Should we cut immigration to help natives?
How restricting immigration is like shooting ourselves in the foot
In J.K. Rowling's Harry Potter and the Sorcerer's Stone, Ron sacrifices himself in a game of wizard’s chess to clear the path for Harry and Hermione to continue their quest. It leaves Ron unconscious but enables the group’s ultimate success.
Immigration policy needs a similar reckoning about wages and immigration surges. Defenders of immigration exhaust themselves by arguing that immigration doesn’t reduce wages, while critics do the same by pointing out the exceptions. Neither realizes that they mostly agree—Ron needs some medical care after the game of chess just like the small number of people who lose from immigration need a hand up!
In the story, Ron makes a quick recovery. Research on immigration suggests the same is true for natives. Most are unaffected by immigration, and those who are affected, are quickly made better off. Even so, the magnitude of losses is small. For the most part, immigration negatively impacts only those without a high school degree—just one in ten Americans. Ultimately, it’s a temporary reduction in wages by 3 or 4 percent according to George Borjas’s research.
Unlike in wizard’s chess, there’s no sacrificial choice in immigration policy. Increasing immigration in the short run may seem like “losing the battle” as wages of low-skilled workers are negatively impacted, but in the long-run immigration brings far more benefits to everyone. In fact, American history is full of examples of immigration restrictions doing more harm than good. Immigrants are key to the innovation that powers the US economy’s growth. On top of that, immigrants start businesses that then provide jobs for other Americans.

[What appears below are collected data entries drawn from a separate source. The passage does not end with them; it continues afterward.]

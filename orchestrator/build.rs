//! Build script for stackpilot
//! Captures build-time metadata for version info

use chrono::Utc;
use std::process::Command;

fn main() {
    // Get git commit hash
    let git_hash = Command::new("git")
        .args(["rev-parse", "--short", "HEAD"])
        .output()
        .ok()
        .filter(|output| output.status.success())
        .and_then(|output| String::from_utf8(output.stdout).ok())
        .map(|s| s.trim().to_string())
        .unwrap_or_else(|| "unknown".to_string());

    let build_time = Utc::now().format("%Y-%m-%d %H:%M:%S UTC").to_string();

    println!("cargo:rustc-env=GIT_HASH={}", git_hash);
    println!("cargo:rustc-env=BUILD_TIME={}", build_time);

    println!("cargo:rerun-if-changed=.git/HEAD");
}
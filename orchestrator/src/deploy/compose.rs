//! Docker Compose stack on a target host

use std::collections::HashMap;
use std::sync::Arc;

use serde::{Deserialize, Serialize};
use tracing::{debug, info, warn};

use crate::errors::OrchestratorError;
use crate::readiness::{wait_until_ready, Probe, ReadinessOptions};
use crate::remote::{CommandOutput, RemoteExecutor, Target};
use crate::utils::shell_quote;

/// Container health as reported by its healthcheck
#[derive(Debug, Clone, Copy, PartialEq, Eq, Serialize, Deserialize)]
#[serde(rename_all = "lowercase")]
pub enum Health {
    Starting,
    Healthy,
    Unhealthy,
}

impl Health {
    fn parse(raw: &str) -> Option<Self> {
        match raw.trim().to_lowercase().as_str() {
            "starting" => Some(Health::Starting),
            "healthy" => Some(Health::Healthy),
            "unhealthy" => Some(Health::Unhealthy),
            _ => None,
        }
    }
}

/// Point-in-time state of one managed container. Never cached.
#[derive(Debug, Clone, PartialEq, Eq, Serialize, Deserialize)]
pub struct ServiceStatus {
    pub name: String,
    pub running: bool,
    pub health: Option<Health>,
    pub started_at: Option<String>,
    pub state: String,
    pub container: String,
    pub image: Option<String>,
}

impl ServiceStatus {
    /// Running, and not flagged by a healthcheck
    pub fn is_ready(&self) -> bool {
        self.running && !matches!(self.health, Some(Health::Starting) | Some(Health::Unhealthy))
    }
}

#[derive(Debug, Deserialize)]
#[serde(rename_all = "PascalCase")]
struct PsEntry {
    #[serde(default)]
    name: String,
    #[serde(default)]
    service: String,
    #[serde(default)]
    state: String,
    #[serde(default)]
    health: String,
    #[serde(default)]
    image: String,
}

impl From<PsEntry> for ServiceStatus {
    fn from(entry: PsEntry) -> Self {
        let name = if entry.service.is_empty() {
            entry.name.clone()
        } else {
            entry.service
        };
        ServiceStatus {
            name,
            running: entry.state.eq_ignore_ascii_case("running"),
            health: Health::parse(&entry.health),
            started_at: None,
            state: entry.state,
            container: entry.name,
            image: Some(entry.image).filter(|i| !i.is_empty()),
        }
    }
}

/// Parse `docker compose ps --format json`, which is a JSON array on older
/// Compose releases and one JSON object per line on newer ones
pub fn parse_ps_output(stdout: &str) -> Result<Vec<ServiceStatus>, OrchestratorError> {
    let trimmed = stdout.trim();
    if trimmed.is_empty() {
        return Ok(Vec::new());
    }

    let entries: Vec<PsEntry> = if trimmed.starts_with('[') {
        serde_json::from_str(trimmed)?
    } else {
        trimmed
            .lines()
            .map(str::trim)
            .filter(|line| !line.is_empty())
            .map(serde_json::from_str::<PsEntry>)
            .collect::<Result<_, _>>()?
    };

    Ok(entries.into_iter().map(ServiceStatus::from).collect())
}

/// Parse `name|startedAt` lines from `docker inspect`
fn parse_started_at(stdout: &str) -> HashMap<String, String> {
    stdout
        .lines()
        .filter_map(|line| line.split_once('|'))
        .map(|(name, started)| {
            (
                name.trim().trim_start_matches('/').to_string(),
                started.trim().to_string(),
            )
        })
        .collect()
}

/// Probe outcome for a set of service states
pub fn services_probe(services: &[ServiceStatus]) -> Probe {
    if services.is_empty() {
        return Probe::NotReady("no services reported".to_string());
    }
    let pending: Vec<String> = services
        .iter()
        .filter(|s| !s.is_ready())
        .map(|s| match s.health {
            Some(health) if s.running => {
                format!("{} ({})", s.name, format!("{:?}", health).to_lowercase())
            }
            _ => format!("{} ({})", s.name, s.state),
        })
        .collect();
    if pending.is_empty() {
        Probe::Ready
    } else {
        Probe::NotReady(format!("waiting for {}", pending.join(", ")))
    }
}

/// Script installing Docker Engine and the Compose plugin when missing
pub const INSTALL_RUNTIME_SCRIPT: &str = r#"set -e
if command -v docker >/dev/null 2>&1 && docker compose version >/dev/null 2>&1; then
  echo "docker already installed"
  exit 0
fi
export DEBIAN_FRONTEND=noninteractive
curl -fsSL https://get.docker.com -o /tmp/get-docker.sh
sudo sh /tmp/get-docker.sh
sudo systemctl enable --now docker
sudo usermod -aG docker "$(id -un)" || true
docker compose version || sudo docker compose version
"#;

/// A compose project addressed through a remote executor
#[derive(Clone)]
pub struct ComposeStack {
    executor: Arc<dyn RemoteExecutor>,
    target: Target,
    project_dir: String,
    project_name: String,
}

impl ComposeStack {
    pub fn new(
        executor: Arc<dyn RemoteExecutor>,
        target: Target,
        project_dir: impl Into<String>,
        project_name: impl Into<String>,
    ) -> Self {
        Self {
            executor,
            target,
            project_dir: project_dir.into(),
            project_name: project_name.into(),
        }
    }

    pub fn target(&self) -> &Target {
        &self.target
    }

    pub fn project_dir(&self) -> &str {
        &self.project_dir
    }

    pub fn executor(&self) -> &Arc<dyn RemoteExecutor> {
        &self.executor
    }

    /// Full shell command for a compose subcommand
    pub fn compose_command(&self, args: &str) -> String {
        format!(
            "cd {} && docker compose -p {} {}",
            shell_quote(&self.project_dir),
            shell_quote(&self.project_name),
            args
        )
    }

    async fn compose(&self, args: &str) -> Result<CommandOutput, OrchestratorError> {
        self.executor
            .execute(&self.target, &self.compose_command(args))
            .await
    }

    /// Pull the newest images for every service
    pub async fn pull(&self) -> Result<(), OrchestratorError> {
        info!("Pulling images for {}", self.project_name);
        self.compose("pull --quiet").await.map(|_| ())
    }

    /// Create and start containers
    pub async fn up(&self) -> Result<(), OrchestratorError> {
        info!("Starting stack {}", self.project_name);
        self.compose("up -d --remove-orphans").await.map(|_| ())
    }

    /// Recreate every container from the current images
    pub async fn recreate(&self) -> Result<(), OrchestratorError> {
        info!("Recreating containers for {}", self.project_name);
        self.compose("up -d --force-recreate --remove-orphans")
            .await
            .map(|_| ())
    }

    pub async fn start(&self) -> Result<(), OrchestratorError> {
        self.compose("start").await.map(|_| ())
    }

    pub async fn stop(&self) -> Result<(), OrchestratorError> {
        info!("Stopping stack {}", self.project_name);
        self.compose("stop").await.map(|_| ())
    }

    pub async fn restart(&self) -> Result<(), OrchestratorError> {
        info!("Restarting stack {}", self.project_name);
        self.compose("restart").await.map(|_| ())
    }

    /// Run a shell command inside a service container
    pub async fn exec(&self, service: &str, command: &str) -> Result<CommandOutput, OrchestratorError> {
        debug!("Exec in {}: {}", service, command);
        self.compose(&format!(
            "exec -T {} sh -c {}",
            shell_quote(service),
            shell_quote(command)
        ))
        .await
    }

    /// Recent log lines for one service or the whole stack
    pub async fn logs(&self, service: Option<&str>, tail: u32) -> Result<String, OrchestratorError> {
        let scope = service.map(shell_quote).unwrap_or_default();
        let output = self
            .compose(&format!("logs --no-color --tail {} {}", tail, scope))
            .await?;
        Ok(output.stdout)
    }

    /// Current state of every container in the project
    pub async fn ps(&self) -> Result<Vec<ServiceStatus>, OrchestratorError> {
        let output = self.compose("ps --all --format json").await?;
        let mut services = parse_ps_output(&output.stdout)?;
        if services.is_empty() {
            return Ok(services);
        }

        let inspect = self.compose_command(
            "ps --all -q | xargs -r docker inspect --format '{{.Name}}|{{.State.StartedAt}}'",
        );
        match self.executor.execute(&self.target, &inspect).await {
            Ok(output) => {
                let started = parse_started_at(&output.stdout);
                for service in services.iter_mut() {
                    service.started_at = started.get(&service.container).cloned();
                }
            }
            Err(e) => debug!("Could not read container start times: {}", e),
        }
        Ok(services)
    }

    /// Observe the stack once
    pub async fn probe_services(&self) -> Probe {
        match self.ps().await {
            Ok(services) => services_probe(&services),
            Err(e) if e.is_transient() => Probe::NotReady(format!("target unreachable: {}", e)),
            Err(e) => {
                warn!("Listing services failed: {}", e);
                Probe::NotReady(e.to_string())
            }
        }
    }

    /// Wait until every service reports running
    pub async fn wait_running(&self, options: &ReadinessOptions) -> Result<(), OrchestratorError> {
        wait_until_ready(options, || self.probe_services())
            .await
            .into_result("services")
    }

    /// Image reference of the given service's container, if it exists
    pub async fn image_of(&self, service: &str) -> Result<Option<String>, OrchestratorError> {
        let services = self.ps().await?;
        Ok(services
            .into_iter()
            .find(|s| s.name == service)
            .and_then(|s| s.image))
    }
}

Looking at the full picture, the net benefit of immigration is not a close call for Americans. Ninety percent of Americans don’t have strong reasons to expect to lose wages to immigrants. And every American benefits from the improvements brought by immigrant inventors and entrepreneurs. In total, research on immigration makes clear that restrictions fail to help those in need, and instead make the entire country worse off.

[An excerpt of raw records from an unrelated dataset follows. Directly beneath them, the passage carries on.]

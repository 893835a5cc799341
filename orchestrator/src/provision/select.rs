//! Backend selection

use std::future::Future;
use std::sync::Arc;

use tracing::{info, warn};

use crate::errors::OrchestratorError;
use crate::provision::{ApiBackend, CliBackend, ControlPlane};
use crate::remote::RemoteExecutor;
use crate::storage::settings::CloudSettings;

/// Use `primary` when it initialized, otherwise downgrade to `fallback`.
///
/// `fallback` is only awaited when `primary` failed. Both failing is fatal.
pub async fn select_backend<F>(
    primary: Result<Arc<dyn ControlPlane>, OrchestratorError>,
    fallback: F,
) -> Result<Arc<dyn ControlPlane>, OrchestratorError>
where
    F: Future<Output = Result<Arc<dyn ControlPlane>, OrchestratorError>>,
{
    let primary_error = match primary {
        Ok(backend) => {
            info!("Using {} control-plane backend", backend.backend_name());
            return Ok(backend);
        }
        Err(e) => e,
    };

    warn!("Primary control-plane backend unavailable: {}", primary_error);
    match fallback.await {
        Ok(backend) => {
            warn!("Falling back to {} control-plane backend", backend.backend_name());
            Ok(backend)
        }
        Err(fallback_error) => Err(OrchestratorError::BackendUnavailable(format!(
            "primary: {}; fallback: {}",
            primary_error, fallback_error
        ))),
    }
}

/// Pick the API backend when credentials are present, else the CLI
pub async fn connect(
    settings: &CloudSettings,
    executor: Arc<dyn RemoteExecutor>,
) -> Result<Arc<dyn ControlPlane>, OrchestratorError> {
    let primary = ApiBackend::from_settings(settings).map(|b| Arc::new(b) as Arc<dyn ControlPlane>);
    select_backend(primary, async move {
        let cli = CliBackend::new(executor, settings);
        cli.verify().await?;
        Ok(Arc::new(cli) as Arc<dyn ControlPlane>)
    })
    .await
}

Overall, the research suggests a simple guiding light for immigration policy: We’re better together. Immigration contributes to a stronger and more prosperous country. With immigrant support, we’ll be better able to help natives in need.
The relationship between immigration and wages isn’t black and white
Immigration’s effect on the wages of workers is a loud area of public debate, but practically settled in the academic world. In his book We Wanted Workers, Harvard’s labor economist George Borjas makes a compelling argument that adding more people into a country lowers the wages of high school dropouts.
Most of Borjas’s research examines the 1980 Mariel boatlift during a time when Cuba’s economy was ailing. On April 20, 1980, Cubans who wanted to emigrate to the United States were allowed to board at the Port of Mariel and were taken to Florida. The first boatlift delivered 125,000 Cuban refugees. This influx of people increased Miami’s labor force by 7 percent.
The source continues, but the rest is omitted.